### Task to carry out
Every line below should be repeated exactly as written.
Working data START
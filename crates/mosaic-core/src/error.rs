//! Error types for the mosaic engine.

use mosaic_index::IndexError;
use thiserror::Error;

/// Errors surfaced to callers of the mosaic reader.
///
/// Per-granule problems never show up here; they are logged and the granule
/// is treated as absent.
#[derive(Error, Debug)]
pub enum MosaicError {
    /// The mosaic cannot be opened.
    #[error("configuration error: {0}")]
    Configuration(String),

    /// More granules matched than the request allows.
    #[error("request matches {matched} granules, maximum is {max}")]
    RequestTooLarge { matched: usize, max: usize },

    /// The request itself is malformed.
    #[error("invalid request: {0}")]
    InvalidRequest(String),

    /// The index failed to answer a query.
    #[error("index error: {0}")]
    Index(#[from] IndexError),

    /// The reader has been disposed.
    #[error("mosaic reader has been disposed")]
    Disposed,
}

impl MosaicError {
    pub fn configuration(msg: impl Into<String>) -> Self {
        Self::Configuration(msg.into())
    }

    pub fn invalid_request(msg: impl Into<String>) -> Self {
        Self::InvalidRequest(msg.into())
    }
}

/// Errors raised by a granule decoder.
#[derive(Error, Debug)]
pub enum DecodeError {
    #[error("granule source not found: {0}")]
    NotFound(String),

    #[error("overview level {level} not available in {location}")]
    MissingLevel { location: String, level: usize },

    #[error("region {region} outside raster of {width}x{height}")]
    RegionOutOfBounds {
        region: String,
        width: usize,
        height: usize,
    },

    #[error("corrupt granule data: {0}")]
    Corrupt(String),

    #[error("I/O error: {0}")]
    Io(#[from] std::io::Error),
}

/// Why a single granule could not contribute to a mosaic.
#[derive(Error, Debug)]
pub enum GranuleLoadError {
    #[error("granule {0} has no location attribute")]
    MissingLocation(String),

    #[error("cannot resolve location '{location}': {reason}")]
    Unresolvable { location: String, reason: String },

    #[error("granule {0} has an empty or invalid footprint")]
    InvalidFootprint(String),

    #[error("no decoder available for '{0}'")]
    NoDecoder(String),

    #[error(transparent)]
    Decode(#[from] DecodeError),

    #[error("decoded tile is {actual_width}x{actual_height}, expected {expected_width}x{expected_height}")]
    UnexpectedSize {
        expected_width: usize,
        expected_height: usize,
        actual_width: usize,
        actual_height: usize,
    },
}

/// Result type for mosaic operations.
pub type Result<T> = std::result::Result<T, MosaicError>;
//! Test data generators for synthetic granule rasters.
//!
//! These generators create predictable, verifiable pixel patterns so a test
//! can tell from a mosaic sample which granule and which source pixel it
//! came from.

use mosaic_core::{ColorModel, Palette, PixelLayout, Raster, SampleType};
use std::sync::Arc;

/// Creates an `I32` raster with predictable values.
///
/// Each pixel value is calculated as: `offset + row * 1000 + col`
///
/// Giving every granule of a fixture its own `offset` makes every sample of
/// the whole mosaic unique.
///
/// # Example
///
/// ```
/// use test_utils::gradient_raster;
///
/// let raster = gradient_raster(10, 5, 0);
/// assert_eq!(raster.data.len(), 50);
/// assert_eq!(raster.get(0, 0, 0), 0.0);
/// assert_eq!(raster.get(1, 0, 0), 1.0);
/// assert_eq!(raster.get(0, 1, 0), 1000.0);
/// ```
pub fn gradient_raster(width: usize, height: usize, offset: i32) -> Raster {
    let mut data = Vec::with_capacity(width * height);
    for row in 0..height {
        for col in 0..width {
            data.push((offset as i64 + row as i64 * 1000 + col as i64) as f64);
        }
    }
    Raster {
        width,
        height,
        layout: PixelLayout::component(SampleType::I32, 1),
        data,
    }
}

/// Creates a raster where every pixel has the same band values.
pub fn constant_raster(width: usize, height: usize, sample_type: SampleType, values: &[f64]) -> Raster {
    Raster::filled(
        width,
        height,
        PixelLayout::component(sample_type, values.len().max(1)),
        values,
    )
}

/// Creates a three band `U8` raster: red follows the column, green the row
/// and blue is constant.
pub fn rgb_raster(width: usize, height: usize, blue: u8) -> Raster {
    let mut data = Vec::with_capacity(width * height * 3);
    for row in 0..height {
        for col in 0..width {
            data.push((col % 256) as f64);
            data.push((row % 256) as f64);
            data.push(blue as f64);
        }
    }
    Raster {
        width,
        height,
        layout: PixelLayout::component(SampleType::U8, 3),
        data,
    }
}

/// Creates a single band indexed raster with every pixel set to `index`.
pub fn indexed_raster(width: usize, height: usize, palette: Vec<[u8; 4]>, index: u8) -> Raster {
    Raster {
        width,
        height,
        layout: PixelLayout {
            sample_type: SampleType::U8,
            bands: 1,
            color_model: ColorModel::Indexed(Arc::new(Palette::new(palette))),
        },
        data: vec![index as f64; width * height],
    }
}

/// Creates an `F32` raster with pseudo-random values in `[0, 1)`.
///
/// The same seed always produces the same raster.
pub fn noise_raster(width: usize, height: usize, seed: u64) -> Raster {
    let mut data = Vec::with_capacity(width * height);
    for row in 0..height {
        for col in 0..width {
            let h = simple_hash(seed ^ ((row as u64) << 32 | col as u64));
            data.push((h % 10_000) as f64 / 10_000.0);
        }
    }
    Raster {
        width,
        height,
        layout: PixelLayout::component(SampleType::F32, 1),
        data,
    }
}

/// Keeps every `factor`-th pixel, producing the next coarser overview.
///
/// The result is `round(width / factor)` by `round(height / factor)`, the
/// size the loader expects for a level `factor` times coarser.
pub fn decimate(raster: &Raster, factor: usize) -> Raster {
    let factor = factor.max(1);
    let width = ((raster.width as f64 / factor as f64).round() as usize).max(1);
    let height = ((raster.height as f64 / factor as f64).round() as usize).max(1);

    let mut data = Vec::with_capacity(width * height * raster.bands());
    for row in 0..height {
        let src_row = (row * factor).min(raster.height - 1);
        for col in 0..width {
            let src_col = (col * factor).min(raster.width - 1);
            data.extend_from_slice(raster.pixel(src_col, src_row));
        }
    }
    Raster {
        width,
        height,
        layout: raster.layout.clone(),
        data,
    }
}

/// Simple hash function for deterministic pseudo-random values.
fn simple_hash(mut x: u64) -> u64 {
    x = x.wrapping_mul(0x517cc1b727220a95);
    x ^= x >> 32;
    x = x.wrapping_mul(0x517cc1b727220a95);
    x ^= x >> 32;
    x
}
Working data END
### Solution to the problem
filename crates/mosaic-core/src/error.rs
//! Error types for the mosaic engine.

use mosaic_index::IndexError;
use thiserror::Error;

/// Errors surfaced to callers of the mosaic reader.
///
/// Per-granule problems never show up here; they are logged and the granule
/// is treated as absent.
#[derive(Error, Debug)]
pub enum MosaicError {
    /// The mosaic cannot be opened.
    #[error("configuration error: {0}")]
    Configuration(String),

    /// More granules matched than the request allows.
    #[error("request matches {matched} granules, maximum is {max}")]
    RequestTooLarge { matched: usize, max: usize },

    /// The request itself is malformed.
    #[error("invalid request: {0}")]
    InvalidRequest(String),

    /// The index failed to answer a query.
    #[error("index error: {0}")]
    Index(#[from] IndexError),

    /// The reader has been disposed.
    #[error("mosaic reader has been disposed")]
    Disposed,
}

impl MosaicError {
    pub fn configuration(msg: impl Into<String>) -> Self {
        Self::Configuration(msg.into())
    }

    pub fn invalid_request(msg: impl Into<String>) -> Self {
        Self::InvalidRequest(msg.into())
    }
}

/// Errors raised by a granule decoder.
#[derive(Error, Debug)]
pub enum DecodeError {
    #[error("granule source not found: {0}")]
    NotFound(String),

    #[error("overview level {level} not available in {location}")]
    MissingLevel { location: String, level: usize },

    #[error("region {region} outside raster of {width}x{height}")]
    RegionOutOfBounds {
        region: String,
        width: usize,
        height: usize,
    },

    #[error("corrupt granule data: {0}")]
    Corrupt(String),

    #[error("I/O error: {0}")]
    Io(#[from] std::io::Error),
}

/// Why a single granule could not contribute to a mosaic.
#[derive(Error, Debug)]
pub enum GranuleLoadError {
    #[error("granule {0} has no location attribute")]
    MissingLocation(String),

    #[error("cannot resolve location '{location}': {reason}")]
    Unresolvable { location: String, reason: String },

    #[error("granule {0} has an empty or invalid footprint")]
    InvalidFootprint(String),

    #[error("no decoder available for '{0}'")]
    NoDecoder(String),

    #[error(transparent)]
    Decode(#[from] DecodeError),

    #[error("decoded tile is {actual_width}x{actual_height}, expected {expected_width}x{expected_height}")]
    UnexpectedSize {
        expected_width: usize,
        expected_height: usize,
        actual_width: usize,
        actual_height: usize,
    },
}

/// Result type for mosaic operations.
pub type Result<T> = std::result::Result<T, MosaicError>;
//! Test data generators for synthetic granule rasters.
//!
//! These generators create predictable, verifiable pixel patterns so a test
//! can tell from a mosaic sample which granule and which source pixel it
//! came from.

use mosaic_core::{ColorModel, Palette, PixelLayout, Raster, SampleType};
use std::sync::Arc;

/// Creates an `I32` raster with predictable values.
///
/// Each pixel value is calculated as: `offset + row * 1000 + col`
///
/// Giving every granule of a fixture its own `offset` makes every sample of
/// the whole mosaic unique.
///
/// # Example
///
/// ```
/// use test_utils::gradient_raster;
///
/// let raster = gradient_raster(10, 5, 0);
/// assert_eq!(raster.data.len(), 50);
/// assert_eq!(raster.get(0, 0, 0), 0.0);
/// assert_eq!(raster.get(1, 0, 0), 1.0);
/// assert_eq!(raster.get(0, 1, 0), 1000.0);
/// ```
pub fn gradient_raster(width: usize, height: usize, offset: i32) -> Raster {
    let mut data = Vec::with_capacity(width * height);
    for row in 0..height {
        for col in 0..width {
            data.push((offset as i64 + row as i64 * 1000 + col as i64) as f64);
        }
    }
    Raster {
        width,
        height,
        layout: PixelLayout::component(SampleType::I32, 1),
        data,
    }
}

/// Creates a raster where every pixel has the same band values.
pub fn constant_raster(width: usize, height: usize, sample_type: SampleType, values: &[f64]) -> Raster {
    Raster::filled(
        width,
        height,
        PixelLayout::component(sample_type, values.len().max(1)),
        values,
    )
}

/// Creates a three band `U8` raster: red follows the column, green the row
/// and blue is constant.
pub fn rgb_raster(width: usize, height: usize, blue: u8) -> Raster {
    let mut data = Vec::with_capacity(width * height * 3);
    for row in 0..height {
        for col in 0..width {
            data.push((col % 256) as f64);
            data.push((row % 256) as f64);
            data.push(blue as f64);
        }
    }
    Raster {
        width,
        height,
        layout: PixelLayout::component(SampleType::U8, 3),
        data,
    }
}

/// Creates a single band indexed raster with every pixel set to `index`.
pub fn indexed_raster(width: usize, height: usize, palette: Vec<[u8; 4]>, index: u8) -> Raster {
    Raster {
        width,
        height,
        layout: PixelLayout {
            sample_type: SampleType::U8,
            bands: 1,
            color_model: ColorModel::Indexed(Arc::new(Palette::new(palette))),
        },
        data: vec![index as f64; width * height],
    }
}

/// Creates an `F32` raster with pseudo-random values in `[0, 1)`.
///
/// The same seed always produces the same raster.
pub fn noise_raster(width: usize, height: usize, seed: u64) -> Raster {
    let mut data = Vec::with_capacity(width * height);
    for row in 0..height {
        for col in 0..width {
            let h = simple_hash(seed ^ ((row as u64) << 32 | col as u64));
            data.push((h % 10_000) as f64 / 10_000.0);
        }
    }
    Raster {
        width,
        height,
        layout: PixelLayout::component(SampleType::F32, 1),
        data,
    }
}

/// Keeps every `factor`-th pixel, producing the next coarser overview.
///
/// The result is `round(width / factor)` by `round(height / factor)`, the
/// size the loader expects for a level `factor` times coarser.
pub fn decimate(raster: &Raster, factor: usize) -> Raster {
    let factor = factor.max(1);
    let width = ((raster.width as f64 / factor as f64).round() as usize).max(1);
    let height = ((raster.height as f64 / factor as f64).round() as usize).max(1);

    let mut data = Vec::with_capacity(width * height * raster.bands());
    for row in 0..height {
        let src_row = (row * factor).min(raster.height - 1);
        for col in 0..width {
            let src_col = (col * factor).min(raster.width - 1);
            data.extend_from_slice(raster.pixel(src_col, src_row));
        }
    }
    Raster {
        width,
        height,
        layout: raster.layout.clone(),
        data,
    }
}

/// Simple hash function for deterministic pseudo-random values.
fn simple_hash(mut x: u64) -> u64 {
    x = x.wrapping_mul(0x517cc1b727220a95);
    x ^= x >> 32;
    x = x.wrapping_mul(0x517cc1b727220a95);
    x ^= x >> 32;
    x
}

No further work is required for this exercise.